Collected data
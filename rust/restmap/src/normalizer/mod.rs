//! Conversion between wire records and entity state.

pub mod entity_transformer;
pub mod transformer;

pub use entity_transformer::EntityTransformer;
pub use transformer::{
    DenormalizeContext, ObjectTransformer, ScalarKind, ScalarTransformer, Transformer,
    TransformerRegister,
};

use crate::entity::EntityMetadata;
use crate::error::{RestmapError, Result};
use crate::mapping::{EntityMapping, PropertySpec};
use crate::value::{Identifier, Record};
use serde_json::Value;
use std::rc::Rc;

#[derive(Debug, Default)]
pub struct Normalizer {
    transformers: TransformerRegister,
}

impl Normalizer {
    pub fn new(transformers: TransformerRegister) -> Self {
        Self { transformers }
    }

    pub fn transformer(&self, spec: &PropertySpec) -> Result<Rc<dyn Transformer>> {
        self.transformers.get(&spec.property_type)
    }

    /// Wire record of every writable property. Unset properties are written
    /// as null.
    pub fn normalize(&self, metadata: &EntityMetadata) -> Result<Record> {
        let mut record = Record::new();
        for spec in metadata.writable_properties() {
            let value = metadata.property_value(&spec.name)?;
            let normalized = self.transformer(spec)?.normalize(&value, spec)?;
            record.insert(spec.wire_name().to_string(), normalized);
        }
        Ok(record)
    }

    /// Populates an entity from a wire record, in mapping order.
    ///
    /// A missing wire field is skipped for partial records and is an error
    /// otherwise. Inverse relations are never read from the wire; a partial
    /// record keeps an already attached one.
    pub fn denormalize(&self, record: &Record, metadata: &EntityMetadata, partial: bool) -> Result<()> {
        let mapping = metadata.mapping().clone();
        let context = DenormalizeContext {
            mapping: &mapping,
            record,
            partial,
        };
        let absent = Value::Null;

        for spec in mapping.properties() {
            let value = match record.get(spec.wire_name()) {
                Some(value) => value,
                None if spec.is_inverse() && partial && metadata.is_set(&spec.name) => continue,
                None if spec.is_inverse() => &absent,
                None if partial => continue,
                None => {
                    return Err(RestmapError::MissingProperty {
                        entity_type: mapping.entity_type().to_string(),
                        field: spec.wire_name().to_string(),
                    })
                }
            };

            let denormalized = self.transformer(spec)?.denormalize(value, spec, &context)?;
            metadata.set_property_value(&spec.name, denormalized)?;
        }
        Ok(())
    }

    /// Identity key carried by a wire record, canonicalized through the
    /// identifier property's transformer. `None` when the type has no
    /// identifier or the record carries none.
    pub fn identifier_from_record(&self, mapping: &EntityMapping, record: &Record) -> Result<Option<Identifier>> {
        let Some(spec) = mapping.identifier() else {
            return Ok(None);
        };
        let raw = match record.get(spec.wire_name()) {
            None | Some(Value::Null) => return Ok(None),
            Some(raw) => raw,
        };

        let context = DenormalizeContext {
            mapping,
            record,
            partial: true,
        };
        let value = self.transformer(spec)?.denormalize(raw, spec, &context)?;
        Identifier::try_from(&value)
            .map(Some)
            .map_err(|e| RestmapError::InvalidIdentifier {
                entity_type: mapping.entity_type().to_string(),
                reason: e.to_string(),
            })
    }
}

==

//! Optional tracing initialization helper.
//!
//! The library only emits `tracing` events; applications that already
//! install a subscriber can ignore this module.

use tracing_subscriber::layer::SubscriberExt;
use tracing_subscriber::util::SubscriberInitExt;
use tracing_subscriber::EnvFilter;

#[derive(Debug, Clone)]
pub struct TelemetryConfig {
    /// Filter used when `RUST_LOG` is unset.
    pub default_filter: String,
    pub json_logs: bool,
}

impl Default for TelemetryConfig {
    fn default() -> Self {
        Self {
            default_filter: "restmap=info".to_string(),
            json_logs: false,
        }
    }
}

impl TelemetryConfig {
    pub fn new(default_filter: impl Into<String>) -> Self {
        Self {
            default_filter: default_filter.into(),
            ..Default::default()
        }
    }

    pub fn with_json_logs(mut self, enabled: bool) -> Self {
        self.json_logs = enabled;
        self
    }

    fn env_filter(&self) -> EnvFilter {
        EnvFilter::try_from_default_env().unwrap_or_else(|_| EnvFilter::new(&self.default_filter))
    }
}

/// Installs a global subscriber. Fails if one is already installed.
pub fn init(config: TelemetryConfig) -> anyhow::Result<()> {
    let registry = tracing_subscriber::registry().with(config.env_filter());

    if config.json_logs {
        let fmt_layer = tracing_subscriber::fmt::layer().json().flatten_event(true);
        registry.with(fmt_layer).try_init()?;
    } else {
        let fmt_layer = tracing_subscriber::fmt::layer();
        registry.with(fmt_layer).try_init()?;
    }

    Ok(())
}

==

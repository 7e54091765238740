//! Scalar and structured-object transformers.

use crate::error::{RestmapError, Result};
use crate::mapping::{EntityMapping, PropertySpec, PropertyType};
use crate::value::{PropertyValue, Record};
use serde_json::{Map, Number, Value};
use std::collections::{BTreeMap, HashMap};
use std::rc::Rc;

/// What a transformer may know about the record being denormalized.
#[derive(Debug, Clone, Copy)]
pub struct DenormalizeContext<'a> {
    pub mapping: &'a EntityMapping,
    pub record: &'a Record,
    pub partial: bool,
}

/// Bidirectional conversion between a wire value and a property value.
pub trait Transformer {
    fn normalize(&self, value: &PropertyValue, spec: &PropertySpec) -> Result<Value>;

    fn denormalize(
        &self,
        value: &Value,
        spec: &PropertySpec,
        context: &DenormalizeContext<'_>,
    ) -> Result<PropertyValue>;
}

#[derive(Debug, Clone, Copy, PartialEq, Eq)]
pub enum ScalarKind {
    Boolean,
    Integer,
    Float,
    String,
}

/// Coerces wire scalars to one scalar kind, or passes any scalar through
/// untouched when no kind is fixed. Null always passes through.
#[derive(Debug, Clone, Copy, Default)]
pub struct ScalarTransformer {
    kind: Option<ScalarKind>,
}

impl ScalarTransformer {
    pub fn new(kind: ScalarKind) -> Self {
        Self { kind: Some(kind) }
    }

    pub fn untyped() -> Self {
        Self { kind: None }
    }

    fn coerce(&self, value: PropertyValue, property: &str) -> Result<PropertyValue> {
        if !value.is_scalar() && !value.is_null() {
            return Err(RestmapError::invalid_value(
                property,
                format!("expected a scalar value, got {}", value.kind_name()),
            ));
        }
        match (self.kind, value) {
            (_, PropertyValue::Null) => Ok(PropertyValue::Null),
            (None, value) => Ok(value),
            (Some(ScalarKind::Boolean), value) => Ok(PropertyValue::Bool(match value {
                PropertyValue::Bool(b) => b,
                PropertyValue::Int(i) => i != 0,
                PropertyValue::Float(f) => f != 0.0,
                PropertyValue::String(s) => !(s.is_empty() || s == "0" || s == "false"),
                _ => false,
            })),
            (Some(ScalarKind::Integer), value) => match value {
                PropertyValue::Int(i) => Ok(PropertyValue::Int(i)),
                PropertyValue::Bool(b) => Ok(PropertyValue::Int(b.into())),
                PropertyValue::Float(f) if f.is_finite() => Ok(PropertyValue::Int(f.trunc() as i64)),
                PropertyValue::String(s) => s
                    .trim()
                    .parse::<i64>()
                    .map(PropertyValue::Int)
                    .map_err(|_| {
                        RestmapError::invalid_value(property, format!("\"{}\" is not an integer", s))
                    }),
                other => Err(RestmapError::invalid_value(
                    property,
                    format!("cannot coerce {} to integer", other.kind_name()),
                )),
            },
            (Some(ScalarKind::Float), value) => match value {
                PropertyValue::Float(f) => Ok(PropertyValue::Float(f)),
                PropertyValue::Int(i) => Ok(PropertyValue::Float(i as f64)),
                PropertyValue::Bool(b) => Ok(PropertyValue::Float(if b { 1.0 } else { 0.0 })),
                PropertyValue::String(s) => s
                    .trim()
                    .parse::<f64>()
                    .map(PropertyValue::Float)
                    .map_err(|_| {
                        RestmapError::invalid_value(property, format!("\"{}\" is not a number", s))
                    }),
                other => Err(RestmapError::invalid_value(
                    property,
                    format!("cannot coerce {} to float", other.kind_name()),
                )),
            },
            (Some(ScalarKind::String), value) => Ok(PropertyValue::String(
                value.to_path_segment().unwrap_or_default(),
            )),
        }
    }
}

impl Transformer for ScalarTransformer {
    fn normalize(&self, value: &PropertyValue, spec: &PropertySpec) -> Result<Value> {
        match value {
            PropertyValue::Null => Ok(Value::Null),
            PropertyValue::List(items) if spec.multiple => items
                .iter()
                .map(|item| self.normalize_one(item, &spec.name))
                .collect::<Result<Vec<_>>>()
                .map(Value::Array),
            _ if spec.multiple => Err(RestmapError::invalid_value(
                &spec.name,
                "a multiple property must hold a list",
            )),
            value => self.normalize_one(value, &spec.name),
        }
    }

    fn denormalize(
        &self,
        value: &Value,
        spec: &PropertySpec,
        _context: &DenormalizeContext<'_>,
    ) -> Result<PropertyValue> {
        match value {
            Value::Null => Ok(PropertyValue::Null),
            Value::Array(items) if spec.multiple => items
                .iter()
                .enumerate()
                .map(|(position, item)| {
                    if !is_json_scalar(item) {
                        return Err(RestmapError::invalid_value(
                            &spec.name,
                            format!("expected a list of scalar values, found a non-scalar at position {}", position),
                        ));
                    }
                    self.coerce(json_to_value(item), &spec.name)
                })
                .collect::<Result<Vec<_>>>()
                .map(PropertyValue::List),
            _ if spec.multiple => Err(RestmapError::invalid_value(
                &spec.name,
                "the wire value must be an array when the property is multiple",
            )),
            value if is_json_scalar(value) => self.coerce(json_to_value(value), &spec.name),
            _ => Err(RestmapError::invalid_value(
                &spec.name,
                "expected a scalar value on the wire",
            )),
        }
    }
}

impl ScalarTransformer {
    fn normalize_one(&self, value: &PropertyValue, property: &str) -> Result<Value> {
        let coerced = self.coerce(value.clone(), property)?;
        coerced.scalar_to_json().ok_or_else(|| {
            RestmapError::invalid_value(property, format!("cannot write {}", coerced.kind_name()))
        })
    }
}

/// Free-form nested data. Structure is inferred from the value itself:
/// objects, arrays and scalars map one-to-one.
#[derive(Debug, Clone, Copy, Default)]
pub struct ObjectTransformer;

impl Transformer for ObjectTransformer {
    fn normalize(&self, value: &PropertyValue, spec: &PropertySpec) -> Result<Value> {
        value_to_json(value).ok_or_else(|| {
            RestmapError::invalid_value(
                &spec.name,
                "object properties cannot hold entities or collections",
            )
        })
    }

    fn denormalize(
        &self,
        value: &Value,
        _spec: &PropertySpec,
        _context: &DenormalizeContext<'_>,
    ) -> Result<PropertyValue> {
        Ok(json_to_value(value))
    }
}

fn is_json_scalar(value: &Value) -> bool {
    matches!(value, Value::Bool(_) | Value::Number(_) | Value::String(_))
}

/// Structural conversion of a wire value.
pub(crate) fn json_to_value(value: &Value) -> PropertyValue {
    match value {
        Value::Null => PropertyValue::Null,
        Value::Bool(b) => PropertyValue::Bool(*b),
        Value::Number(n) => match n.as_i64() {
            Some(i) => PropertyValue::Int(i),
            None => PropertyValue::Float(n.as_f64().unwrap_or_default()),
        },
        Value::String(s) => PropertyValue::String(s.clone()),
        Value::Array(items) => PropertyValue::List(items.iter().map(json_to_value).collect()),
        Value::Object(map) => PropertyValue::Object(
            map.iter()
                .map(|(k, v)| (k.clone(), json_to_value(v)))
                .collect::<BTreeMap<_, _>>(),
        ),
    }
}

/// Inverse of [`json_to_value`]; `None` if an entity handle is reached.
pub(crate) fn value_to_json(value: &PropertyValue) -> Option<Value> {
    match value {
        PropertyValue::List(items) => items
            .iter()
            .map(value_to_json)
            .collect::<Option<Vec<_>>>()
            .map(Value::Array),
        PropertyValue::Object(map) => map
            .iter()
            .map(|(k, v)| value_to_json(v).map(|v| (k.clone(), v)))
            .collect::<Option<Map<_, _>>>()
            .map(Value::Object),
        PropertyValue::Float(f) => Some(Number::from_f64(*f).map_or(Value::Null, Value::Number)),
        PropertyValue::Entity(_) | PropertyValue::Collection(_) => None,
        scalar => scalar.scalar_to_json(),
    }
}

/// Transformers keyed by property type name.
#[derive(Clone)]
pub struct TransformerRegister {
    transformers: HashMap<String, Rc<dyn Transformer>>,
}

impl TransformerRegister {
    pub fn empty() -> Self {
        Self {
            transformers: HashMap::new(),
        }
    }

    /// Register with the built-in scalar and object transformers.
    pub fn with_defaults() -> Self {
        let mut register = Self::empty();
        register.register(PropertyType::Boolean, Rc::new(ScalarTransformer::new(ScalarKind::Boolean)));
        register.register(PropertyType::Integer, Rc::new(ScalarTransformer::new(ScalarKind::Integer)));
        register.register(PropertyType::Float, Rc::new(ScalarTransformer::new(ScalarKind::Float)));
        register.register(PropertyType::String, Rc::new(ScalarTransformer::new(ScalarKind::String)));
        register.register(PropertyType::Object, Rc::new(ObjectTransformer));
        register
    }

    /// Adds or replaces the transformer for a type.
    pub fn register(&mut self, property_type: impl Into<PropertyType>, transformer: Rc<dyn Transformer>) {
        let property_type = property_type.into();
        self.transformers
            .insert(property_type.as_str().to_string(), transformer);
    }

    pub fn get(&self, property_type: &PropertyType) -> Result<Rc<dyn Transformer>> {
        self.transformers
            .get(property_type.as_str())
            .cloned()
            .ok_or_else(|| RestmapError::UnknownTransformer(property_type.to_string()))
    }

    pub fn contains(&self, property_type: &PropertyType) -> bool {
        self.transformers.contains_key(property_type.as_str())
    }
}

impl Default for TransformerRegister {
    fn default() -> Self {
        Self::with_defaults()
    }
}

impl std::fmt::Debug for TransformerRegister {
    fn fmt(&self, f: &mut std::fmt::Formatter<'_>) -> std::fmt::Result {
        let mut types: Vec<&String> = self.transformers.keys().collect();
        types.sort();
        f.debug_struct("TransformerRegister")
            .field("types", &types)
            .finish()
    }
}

PROBLEM REQUIREMENTS
In the entries above, find the line with "let absent = Value::Null;" and the line with "self.transformer(spec)?.denormalize(value, spec, &context)?;", then restate word for word both of them and every line between, with nothing more.

ANSWER
        let absent = Value::Null;

        for spec in mapping.properties() {
            let value = match record.get(spec.wire_name()) {
                Some(value) => value,
                None if spec.is_inverse() && partial && metadata.is_set(&spec.name) => continue,
                None if spec.is_inverse() => &absent,
                None if partial => continue,
                None => {
                    return Err(RestmapError::MissingProperty {
                        entity_type: mapping.entity_type().to_string(),
                        field: spec.wire_name().to_string(),
                    })
                }
            };

            let denormalized = self.transformer(spec)?.denormalize(value, spec, &context)?;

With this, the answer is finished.